Resonance Raman studies on protocatechuate 3,4-dioxygenase-inhibitor complexes.

Abstract

Resonance Raman spectra of a number of protocatechuate 3,4-dioxygenase-inhibitor complexes were studied by use of the available lines of an argon and a krypton laser. Three types of inhibitors were investigated-hydroxybenzoates, dicarboxylates, and 4-nitrocatechol. The hydroxybenzoate study shows that the hydroxy group in 3-hydroxybenzoate does not coordinate to the active site iron, in agreement with earlier suggestions, and confirms the coordination of the hydroxy group in the isomeric 4-hydroxybenzoate. The dicarboxylate study demonstrates that both glutarate and terephthalate perturb the active-site environment, shifting the charge-transfer interaction to lower energy. The pH dependence of terephthalate binding as well as the spectral similarities of the dicarboxylate complexes to the ESO2 intermediate provides further evidence for the suggestion that this intermediate is a tightly bound enzyme-product complex.
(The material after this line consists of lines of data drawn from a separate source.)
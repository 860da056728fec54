use super::{
    CueError, CueResult, CueSequence, CueWriter, LabelMap, RunSpecification, SaltCompositionMode,
    SaltConcentrationMode, SolventCompositionMode,
};
use crate::composition::Amount;
use crate::domain::SolverCapability;
use crate::registry::Registry;
use tracing::{debug, warn};

/// Added to each molality by the v1.0 prompt sequence.
const BASIC_SALT_OFFSET: f64 = 0.1;
const CMF_MARKER: u8 = 1;
const NON_CMF_MARKER: u8 = 0;
const END_OF_INPUT: u8 = 0;

struct ResolvedComponent<'a> {
    name: &'a str,
    code: u32,
    amount: Amount,
}

/// A specification with every registry code looked up.
struct ResolvedRun<'a> {
    specification: &'a RunSpecification,
    solvents: Vec<ResolvedComponent<'a>>,
    salts: Vec<ResolvedComponent<'a>>,
}

impl<'a> ResolvedRun<'a> {
    fn resolve(
        specification: &'a RunSpecification,
        registry: &Registry,
        capability: SolverCapability,
    ) -> CueResult<Self> {
        if capability == SolverCapability::Basic {
            check_basic_support(specification)?;
        }

        let mut solvents = Vec::with_capacity(specification.total_solvents());
        for solvent in specification.electrolyte().solvents() {
            solvents.push(ResolvedComponent {
                name: &solvent.name,
                code: registry.solvent(&solvent.name)?.code,
                amount: solvent.amount,
            });
        }
        for class in &specification.accc().solvent_classes {
            for (member, proportion) in class.members().zip(&class.proportions) {
                solvents.push(ResolvedComponent {
                    name: member,
                    code: registry.solvent(member)?.code,
                    amount: *proportion,
                });
            }
        }

        let mut salts = Vec::with_capacity(specification.total_salts());
        for salt in specification
            .electrolyte()
            .salts()
            .iter()
            .chain(&specification.accc().salts)
        {
            salts.push(ResolvedComponent {
                name: &salt.name,
                code: registry.salt(&salt.name)?.code,
                amount: salt.amount,
            });
        }

        Ok(Self {
            specification,
            solvents,
            salts,
        })
    }
}

fn check_basic_support(specification: &RunSpecification) -> CueResult<()> {
    if !specification.is_fixed() {
        return Err(CueError::configuration(
            "solvent_composition",
            "matrix composition needs an ACCC-aware solver",
        ));
    }
    if specification.uses_accc() {
        return Err(CueError::configuration(
            "accc",
            "ACCC solvent classes and salts need an ACCC-aware solver",
        ));
    }
    if specification.total_salts() > 1 {
        return Err(CueError::configuration(
            "salts",
            "the basic solver prompts for a single salt",
        ));
    }
    Ok(())
}

/// Builds the stdin answers for `specification` in the prompt order of the
/// given solver capability.
///
/// All registry lookups and capability checks run before the first cue is
/// written, so an error never leaves a partial sequence behind.
pub fn build_cues(
    specification: &RunSpecification,
    registry: &Registry,
    capability: SolverCapability,
) -> CueResult<(CueSequence, LabelMap)> {
    let run = ResolvedRun::resolve(specification, registry, capability)?;

    let mut writer = CueWriter::default();
    match capability {
        SolverCapability::Basic => basic_schema(&run, &mut writer),
        SolverCapability::AcccAware => accc_aware_schema(&run, &mut writer),
    }
    writer.push("End of Input", END_OF_INPUT);

    let (cues, labels) = writer.finish();
    debug!(%capability, cues = cues.len(), "built cue sequence");
    Ok((cues, labels))
}

fn basic_schema(run: &ResolvedRun<'_>, writer: &mut CueWriter) {
    let parameters = run.specification.parameters();
    fixed_solvent_block(run, writer);

    writer.push("Number of Salts", run.salts.len());
    for (position, salt) in run.salts.iter().enumerate() {
        writer.push(salt_label(position, salt, "Code"), salt.code);
    }
    for (position, salt) in run.salts.iter().enumerate() {
        writer.push(
            salt_label(position, salt, "Molality + Offset"),
            salt.amount.as_f64() + BASIC_SALT_OFFSET,
        );
    }

    conditions_block(run, writer);
    writer.push("SCAEP Calculations", parameters.scaep.enabled);
    writer.push("Double Layer (DL) Calculations", parameters.double_layer.enabled);
}

fn accc_aware_schema(run: &ResolvedRun<'_>, writer: &mut CueWriter) {
    match run.specification.parameters().solvent_composition {
        SolventCompositionMode::Fixed => fixed_solvent_block(run, writer),
        SolventCompositionMode::Matrix => matrix_solvent_block(run, writer),
    }
    accc_block(run, writer);
    salt_block(run, writer);
    conditions_block(run, writer);
    scaep_block(run, writer);
    double_layer_block(run, writer);
}

fn fixed_solvent_block(run: &ResolvedRun<'_>, writer: &mut CueWriter) {
    let parameters = run.specification.parameters();
    writer.push("Solvent Composition", SolventCompositionMode::Fixed);
    if let Some(basis) = parameters.proportion_basis {
        writer.push("Solvent Composition Proportionality Basis", basis);
    }
    writer.push("Number of Solvents", run.solvents.len());
    for (position, solvent) in run.solvents.iter().enumerate() {
        writer.push(solvent_label(position, solvent, "Code"), solvent.code);
    }
    if run.solvents.len() > 1 {
        for (position, solvent) in run.solvents.iter().enumerate() {
            writer.push(solvent_label(position, solvent, "Proportion"), solvent.amount);
        }
    }
}

fn matrix_solvent_block(run: &ResolvedRun<'_>, writer: &mut CueWriter) {
    let parameters = run.specification.parameters();
    writer.push("Solvent Composition", SolventCompositionMode::Matrix);
    writer.push("Number of Solvents", run.solvents.len());

    let asks_for_cmf = run.solvents.len() > 2;
    if asks_for_cmf {
        writer.push(
            "Constant Mass Fraction (CMF) Option",
            parameters.cmf_option.unwrap_or_default(),
        );
    }

    let cmf_index = run.specification.cmf_index();
    for (position, solvent) in run.solvents.iter().enumerate() {
        writer.push(solvent_label(position, solvent, "Code"), solvent.code);
        if cmf_index.is_none() {
            continue;
        }
        if cmf_index == Some(position) {
            writer.push(solvent_label(position, solvent, "CMF Indicator"), CMF_MARKER);
            writer.push(solvent_label(position, solvent, "CMF Proportion"), solvent.amount);
        } else {
            writer.push(solvent_label(position, solvent, "CMF Indicator"), NON_CMF_MARKER);
        }
    }
}

fn accc_block(run: &ResolvedRun<'_>, writer: &mut CueWriter) {
    if !run.specification.uses_accc() {
        return;
    }
    writer.push(
        "Total Number of Salts (ACCC and Non-ACCC)",
        run.specification.total_salts(),
    );
    for (position, suffix) in run.specification.class_suffixes().iter().enumerate() {
        writer.push(
            format!("ACCC Solvent Class Suffix {}", position + 1),
            suffix.as_str(),
        );
    }
}

fn salt_block(run: &ResolvedRun<'_>, writer: &mut CueWriter) {
    let parameters = run.specification.parameters();
    writer.push("Number of Salts", run.salts.len());
    for (position, salt) in run.salts.iter().enumerate() {
        writer.push(salt_label(position, salt, "Code"), salt.code);
    }

    if run.salts.len() > 1 {
        let mode = parameters
            .salt_composition
            .unwrap_or(SaltCompositionMode::SingleFixed);
        writer.push("Salt Composition Proportion Mode", mode);
        if mode == SaltCompositionMode::SingleFixed {
            for (position, salt) in run.salts.iter().enumerate() {
                writer.push(salt_label(position, salt, "Proportion"), salt.amount);
            }
        }
    }

    writer.push("Salt Concentration Mode", parameters.salt_concentration_mode);
    if parameters.salt_concentration_mode == SaltConcentrationMode::Range {
        if let Some(total) = parameters.total_salt_concentration {
            writer.push("Maximum Total Salt Concentration", total);
        }
    }
}

fn conditions_block(run: &ResolvedRun<'_>, writer: &mut CueWriter) {
    let parameters = run.specification.parameters();
    writer.push("Minimum Temperature", parameters.min_temperature);
    writer.push("Maximum Temperature", parameters.max_temperature);
    writer.push("Temperature Step Size", parameters.temperature_step);
    writer.push("Method for Triple-Ion Stability", parameters.triple_ion_stability);
    writer.push("Contact Angle", parameters.contact_angle);
    writer.push("Pore Length", parameters.pore_length);
    writer.push("Salt Concentration of Interest", parameters.salt_concentration);
}

fn scaep_block(run: &ResolvedRun<'_>, writer: &mut CueWriter) {
    let scaep = &run.specification.parameters().scaep;
    writer.push(
        "Surface-Charge Attenuated Electrolyte Permittivity (SCAEP) Calculations",
        scaep.enabled,
    );
    if !scaep.enabled.is_on() {
        return;
    }
    if !run.specification.is_fixed() {
        warn!("SCAEP inputs are only sent for fixed composition runs; skipping them");
        return;
    }

    let entries = [
        ("SCAEP Cell Voltage", scaep.cell_voltage),
        ("SCAEP Bulk Salt Concentration", scaep.bulk_salt_concentration),
        ("SCAEP SEI Thickness", scaep.sei_thickness),
        ("SCAEP SEI Relative Permittivity", scaep.sei_permittivity),
        ("SCAEP SEI Porosity", scaep.sei_porosity),
    ];
    if let Some(pulse) = scaep.pulse_type {
        writer.push("SCAEP Pulse Type", pulse);
    }
    for (label, value) in entries {
        if let Some(value) = value {
            writer.push(label, value);
        }
    }
}

fn double_layer_block(run: &ResolvedRun<'_>, writer: &mut CueWriter) {
    let double_layer = &run.specification.parameters().double_layer;
    writer.push("Double Layer (DL) Calculations", double_layer.enabled);
    if !double_layer.enabled.is_on() {
        return;
    }
    if !run.specification.is_fixed() {
        warn!("double-layer inputs are only sent for fixed composition runs; skipping them");
        return;
    }

    let entries = [
        ("DL Pre-Pulse Salt Concentration", double_layer.prepulse_concentration),
        ("DL Current Density", double_layer.current_density),
        ("DL Temperature of Interest", double_layer.temperature),
    ];
    for (label, value) in entries {
        if let Some(value) = value {
            writer.push(label, value);
        }
    }
}

fn solvent_label(position: usize, solvent: &ResolvedComponent<'_>, field: &str) -> String {
    format!("Solvent {} {field} ({})", position + 1, solvent.name)
}

fn salt_label(position: usize, salt: &ResolvedComponent<'_>, field: &str) -> String {
    format!("Salt {} {field} ({})", position + 1, salt.name)
}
The 4-nitrocatechol study indicates that, unlike the substrate catechols, 4-nitrocatechol does not bind to the iron; a binding configuration wherein the acidic phenolate group interacts with the carboxylate binding site has been suggested by others. Finally the spectra of the 4-hydroxybenzoate and terephthalate complexes demonstrate the presence of two tyrosines coordinated to the active-site iron as suggested by others; these tyrosines have different vCO's and excitation profiles.